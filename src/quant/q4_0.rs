//! Q4_0: 4-bit symmetric block quantization, split-nibble layout. 18-byte
//! block = f16 scale `d` + 16 nibble-packed bytes (spec §3/§4.3.2).

use crate::dispatch::KernelTable;
use crate::error::{CoreError, CoreResult};
use crate::half_precision::decode_scale_f16;
use crate::quant::{high_nibble, low_nibble};

pub const VALUES_PER_BLOCK: usize = 32;
pub const BLOCK_BYTES: usize = 18; // 2 (f16 d) + 16 (nibble-packed)

fn num_blocks(byte_len: usize) -> CoreResult<usize> {
    if byte_len % BLOCK_BYTES != 0 {
        return Err(CoreError::DimensionMismatch {
            detail: format!(
                "Q4_0 input length {byte_len} is not a multiple of the {BLOCK_BYTES}-byte block size"
            ),
        });
    }
    Ok(byte_len / BLOCK_BYTES)
}

/// `out[b*32 + i] = d_b*(lo(qs[i]) - 8)` for `i` in `0..16`;
/// `out[b*32 + 16 + i] = d_b*(hi(qs[i]) - 8)` for `i` in `0..16`.
pub fn dequantize_base(bytes: &[u8], out: &mut [f32]) -> CoreResult<()> {
    if bytes.is_empty() {
        return Ok(());
    }
    let nblocks = num_blocks(bytes.len())?;
    for b in 0..nblocks {
        let block = &bytes[b * BLOCK_BYTES..(b + 1) * BLOCK_BYTES];
        let d = decode_scale_f16([block[0], block[1]]);
        let qs = &block[2..18];
        let out_block = &mut out[b * VALUES_PER_BLOCK..(b + 1) * VALUES_PER_BLOCK];
        for i in 0..16 {
            out_block[i] = d * (low_nibble(qs[i]) as f32 - 8.0);
            out_block[16 + i] = d * (high_nibble(qs[i]) as f32 - 8.0);
        }
    }
    Ok(())
}

pub fn dequantize(bytes: &[u8], out: &mut [f32]) -> CoreResult<()> {
    // No vendor override registered for Q4_0: unlike Q8_0's single-byte
    // widen, a correct fast path needs a SIMD nibble-unpack shuffle, which
    // is exactly the kind of target-specific source this core's
    // "surrounding collaborator" code generator is responsible for (spec
    // §1), not the portable reference layer.
    let table: KernelTable<fn(&[u8], &mut [f32]) -> CoreResult<()>> =
        KernelTable::new(dequantize_base);
    (table.resolve_detected())(bytes, out)
}
//! Fused dot-product kernels (spec §4.3.4): weight block stream × activation
//! block stream, accumulated in f32 without ever materializing a dequantized
//! intermediate.
//!
//! IQ4_NL has no VecDot pair in the source this core is modeled on — spec's
//! open question on this point leaves a choice between dequantizing on the
//! fly and defining a dedicated lookup-based pair. This module takes the
//! latter (`vecdot_iq4_nl_q8_0` indexes `IQ4_NL_LOOKUP` directly, same shape
//! as `vecdot_q4_0_q8_0`), since the lookup is already a fixed, wire-format
//! table and indexing it costs no more than the nibble-minus-8 it replaces.

use crate::error::{CoreError, CoreResult};
use crate::half_precision::decode_scale_f16;
use crate::quant::{high_nibble, iq4_nl, low_nibble, q4_0, q8_0, IQ4_NL_LOOKUP};

fn num_block_pairs(weight_len: usize, weight_block_bytes: usize, act_len: usize) -> CoreResult<usize> {
    if weight_len % weight_block_bytes != 0 {
        return Err(CoreError::DimensionMismatch {
            detail: format!(
                "weight buffer length {weight_len} is not a multiple of the {weight_block_bytes}-byte block size"
            ),
        });
    }
    let nblocks = weight_len / weight_block_bytes;
    let expected_act_len = nblocks * q8_0::BLOCK_BYTES;
    if act_len != expected_act_len {
        return Err(CoreError::DimensionMismatch {
            detail: format!(
                "activation buffer length {act_len} does not match {nblocks} Q8_0 blocks ({expected_act_len} bytes)"
            ),
        });
    }
    Ok(nblocks)
}

/// `VecDot<Q8_0, Q8_0>` (spec §4.3.4): `Σ d_w·d_a·Σ_i i8(w[i])·i8(a[i])`.
pub fn vecdot_q8_0_q8_0(weight: &[u8], activation: &[u8]) -> CoreResult<f32> {
    let nblocks = num_block_pairs(weight.len(), q8_0::BLOCK_BYTES, activation.len())?;
    let mut acc = 0.0f32;
    for b in 0..nblocks {
        let w_block = &weight[b * q8_0::BLOCK_BYTES..(b + 1) * q8_0::BLOCK_BYTES];
        let a_block = &activation[b * q8_0::BLOCK_BYTES..(b + 1) * q8_0::BLOCK_BYTES];
        let d_w = decode_scale_f16([w_block[0], w_block[1]]);
        let d_a = decode_scale_f16([a_block[0], a_block[1]]);
        let w_qs = &w_block[2..34];
        let a_qs = &a_block[2..34];
        let mut dot = 0.0f32;
        for i in 0..q8_0::VALUES_PER_BLOCK {
            dot += (w_qs[i] as i8) as f32 * (a_qs[i] as i8) as f32;
        }
        acc += d_w * d_a * dot;
    }
    Ok(acc)
}

/// `VecDot<Q4_0, Q8_0>` (spec §4.3.4): split-nibble weight against the Q8_0
/// activation companion.
pub fn vecdot_q4_0_q8_0(weight: &[u8], activation: &[u8]) -> CoreResult<f32> {
    let nblocks = num_block_pairs(weight.len(), q4_0::BLOCK_BYTES, activation.len())?;
    let mut acc = 0.0f32;
    for b in 0..nblocks {
        let w_block = &weight[b * q4_0::BLOCK_BYTES..(b + 1) * q4_0::BLOCK_BYTES];
        let a_block = &activation[b * q8_0::BLOCK_BYTES..(b + 1) * q8_0::BLOCK_BYTES];
        let d_w = decode_scale_f16([w_block[0], w_block[1]]);
        let d_a = decode_scale_f16([a_block[0], a_block[1]]);
        let w_qs = &w_block[2..18];
        let a_qs = &a_block[2..34];

        let mut dot = 0.0f32;
        for i in 0..16 {
            dot += (low_nibble(w_qs[i]) as f32 - 8.0) * (a_qs[i] as i8) as f32;
            dot += (high_nibble(w_qs[i]) as f32 - 8.0) * (a_qs[16 + i] as i8) as f32;
        }
        acc += d_w * d_a * dot;
    }
    Ok(acc)
}

/// `VecDot<IQ4_NL, Q8_0>`: same shape as [`vecdot_q4_0_q8_0`], with the
/// nonlinear lookup table replacing `nibble - 8`.
pub fn vecdot_iq4_nl_q8_0(weight: &[u8], activation: &[u8]) -> CoreResult<f32> {
    let nblocks = num_block_pairs(weight.len(), iq4_nl::BLOCK_BYTES, activation.len())?;
    let mut acc = 0.0f32;
    for b in 0..nblocks {
        let w_block = &weight[b * iq4_nl::BLOCK_BYTES..(b + 1) * iq4_nl::BLOCK_BYTES];
        let a_block = &activation[b * q8_0::BLOCK_BYTES..(b + 1) * q8_0::BLOCK_BYTES];
        let d_w = decode_scale_f16([w_block[0], w_block[1]]);
        let d_a = decode_scale_f16([a_block[0], a_block[1]]);
        let w_qs = &w_block[2..18];
        let a_qs = &a_block[2..34];

        let mut dot = 0.0f32;
        for i in 0..16 {
            dot += IQ4_NL_LOOKUP[low_nibble(w_qs[i]) as usize] as f32 * (a_qs[i] as i8) as f32;
            dot += IQ4_NL_LOOKUP[high_nibble(w_qs[i]) as usize] as f32 * (a_qs[16 + i] as i8) as f32;
        }
        acc += d_w * d_a * dot;
    }
    Ok(acc)
}

#[cfg(test)]
mod tests {
    use super::*;
    use crate::half_precision::encode_scale_f16;

    fn q8_0_block(d: f32, qs: [i8; 32]) -> Vec<u8> {
        let mut bytes = encode_scale_f16(d).to_vec();
        bytes.extend(qs.iter().map(|&q| q as u8));
        bytes
    }

    #[test]
    fn scenario_6_q8_0_q8_0_all_ones() {
        // spec §8 scenario 6
        let weight = q8_0_block(1.0, [1i8; 32]);
        let activation = q8_0_block(1.0, [1i8; 32]);
        let result = vecdot_q8_0_q8_0(&weight, &activation).unwrap();
        assert_eq!(result, 32.0);
    }

    #[test]
    fn q4_0_q8_0_matches_dequantized_reference() {
        let mut weight = encode_scale_f16(1.0).to_vec();
        weight.extend(std::iter::repeat(0x5Au8).take(16)); // low=10-8=2, high=5-8=-3
        let activation = q8_0_block(1.0, [1i8; 32]);

        let result = vecdot_q4_0_q8_0(&weight, &activation).unwrap();

        let mut dequantized = vec![0.0f32; 32];
        q4_0::dequantize_base(&weight, &mut dequantized).unwrap();
        let expected: f32 = dequantized.iter().sum();
        assert_eq!(result, expected);
    }

    #[test]
    fn iq4_nl_q8_0_matches_dequantized_reference() {
        let mut weight = encode_scale_f16(1.0).to_vec();
        weight.extend(std::iter::repeat(0xFFu8).take(16));
        let activation = q8_0_block(1.0, [2i8; 32]);

        let result = vecdot_iq4_nl_q8_0(&weight, &activation).unwrap();

        let mut dequantized = vec![0.0f32; 32];
        iq4_nl::dequantize_base(&weight, &mut dequantized).unwrap();
        let mut act = vec![0.0f32; 32];
        q8_0::dequantize_base(&activation, &mut act).unwrap();
        let expected: f32 = dequantized.iter().zip(act.iter()).map(|(w, a)| w * a).sum();
        assert_eq!(result, expected);
    }

    #[test]
    fn dimension_mismatch_on_wrong_activation_length() {
        let weight = q8_0_block(1.0, [1i8; 32]);
        let err = vecdot_q8_0_q8_0(&weight, &[0u8; 10]).unwrap_err();
        assert!(matches!(err, CoreError::DimensionMismatch { .. }));
    }

    #[test]
    fn multi_block_accumulates() {
        let mut weight = q8_0_block(1.0, [1i8; 32]);
        weight.extend(q8_0_block(2.0, [1i8; 32]));
        let mut activation = q8_0_block(1.0, [1i8; 32]);
        activation.extend(q8_0_block(1.0, [1i8; 32]));
        let result = vecdot_q8_0_q8_0(&weight, &activation).unwrap();
        assert_eq!(result, 32.0 + 64.0);
    }
}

★ ★ ★

**Exercise objective**
The lines needed are those in the data above that hold the string "buffer"; copy each of them.

**Response below**
                "weight buffer length {weight_len} is not a multiple of the {weight_block_bytes}-byte block size"
                "activation buffer length {act_len} does not match {nblocks} Q8_0 blocks ({expected_act_len} bytes)"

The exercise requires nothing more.